TASK OBJECTIVE: Please report every line of the listing below that has the word "reply" in it.
* * * * * * *
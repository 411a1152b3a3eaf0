use std::time::Duration;

use async_trait::async_trait;
use reqwest::StatusCode;

use super::{required_username, UserDirectory, UserRecord};
use crate::classroom::{Identity, JoinRequest};
use crate::error::{ClassroomError, Result};

/// Looks users up in a remote directory service at
/// `GET {base_url}/{username}`.
pub struct HttpUserDirectory {
    base_url: String,
    client: reqwest::Client,
}

impl HttpUserDirectory {
    pub fn new(base_url: &str, timeout_secs: u64) -> Result<Self> {
        let client = reqwest::Client::builder()
            .timeout(Duration::from_secs(timeout_secs))
            .build()
            .map_err(|e| ClassroomError::Internal(format!("Failed to create HTTP client: {}", e)))?;

        Ok(Self {
            base_url: base_url.trim_end_matches('/').to_string(),
            client,
        })
    }

    fn user_url(&self, username: &str) -> String {
        format!("{}/{}", self.base_url, urlencoding::encode(username))
    }
}

#[async_trait]
impl UserDirectory for HttpUserDirectory {
    async fn resolve_user(&self, request: &JoinRequest) -> Result<Identity> {
        let username = required_username(request)?;
        let url = self.user_url(username);

        let response = self
            .client
            .get(&url)
            .send()
            .await
            .map_err(|e| ClassroomError::UserDirectory(format!("Request failed: {}", e)))?;

        match response.status() {
            StatusCode::NOT_FOUND => {
                return Err(ClassroomError::UserNotFound(username.to_string()));
            }
            status if !status.is_success() => {
                return Err(ClassroomError::UserDirectory(format!(
                    "Lookup failed with status {}",
                    status
                )));
            }
            _ => {}
        }

        let record: UserRecord = response.json().await.map_err(|e| {
            ClassroomError::UserDirectory(format!("Failed to parse response: {}", e))
        })?;

        tracing::debug!(
            username = %record.username,
            role = %record.role,
            "Resolved user from directory service"
        );

        Ok(record.into_identity())
    }
}

#[cfg(test)]
mod tests {
    use super::*;
    use crate::classroom::Role;
    use std::net::SocketAddr;
    use warp::Filter;

    fn request(username: &str) -> JoinRequest {
        JoinRequest {
            username: username.to_string(),
            role: Some(Role::Teacher),
            display_name: None,
        }
    }

    fn spawn_directory_service() -> SocketAddr {
        let users = warp::path!("users" / String).map(|raw: String| {
            let username = urlencoding::decode(&raw)
                .map(|name| name.into_owned())
                .unwrap_or(raw);
            match username.as_str() {
                "ana lopez" => warp::reply::with_status(
                    warp::reply::json(&serde_json::json!({
                        "username": "ana lopez",
                        "fullName": "Ana Lopez",
                        "role": "student"
                    })),
                    warp::http::StatusCode::OK,
                ),
                "broken" => warp::reply::with_status(
                    warp::reply::json(&serde_json::json!({})),
                    warp::http::StatusCode::INTERNAL_SERVER_ERROR,
                ),
                _ => warp::reply::with_status(
                    warp::reply::json(&serde_json::json!({})),
                    warp::http::StatusCode::NOT_FOUND,
                ),
            }
        });

        let (addr, server) = warp::serve(users).bind_ephemeral(([127, 0, 0, 1], 0));
        tokio::spawn(server);
        addr
    }

    #[test]
    fn test_user_url_is_encoded() {
        let directory = HttpUserDirectory::new("http://directory.local/users/", 5).unwrap();
        assert_eq!(
            directory.user_url("ana lopez"),
            "http://directory.local/users/ana%20lopez"
        );
    }

    #[tokio::test]
    async fn test_resolves_known_user() {
        let addr = spawn_directory_service();
        let directory = HttpUserDirectory::new(&format!("http://{}/users", addr), 5).unwrap();

        let identity = directory.resolve_user(&request("ana lopez")).await.unwrap();
        assert_eq!(identity.display_name, "Ana Lopez");
        assert_eq!(identity.role, Role::Student);
    }

    #[tokio::test]
    async fn test_missing_user_is_not_found() {
        let addr = spawn_directory_service();
        let directory = HttpUserDirectory::new(&format!("http://{}/users", addr), 5).unwrap();

        let result = directory.resolve_user(&request("ghost")).await;
        assert!(matches!(result, Err(ClassroomError::UserNotFound(_))));
    }

    #[tokio::test]
    async fn test_server_error_is_directory_failure() {
        let addr = spawn_directory_service();
        let directory = HttpUserDirectory::new(&format!("http://{}/users", addr), 5).unwrap();

        let result = directory.resolve_user(&request("broken")).await;
        assert!(matches!(result, Err(ClassroomError::UserDirectory(_))));
    }
}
* * * * * * *
OUTPUT:
                "ana lopez" => warp::reply::with_status(
                    warp::reply::json(&serde_json::json!({
                "broken" => warp::reply::with_status(
                    warp::reply::json(&serde_json::json!({})),
                _ => warp::reply::with_status(
                    warp::reply::json(&serde_json::json!({})),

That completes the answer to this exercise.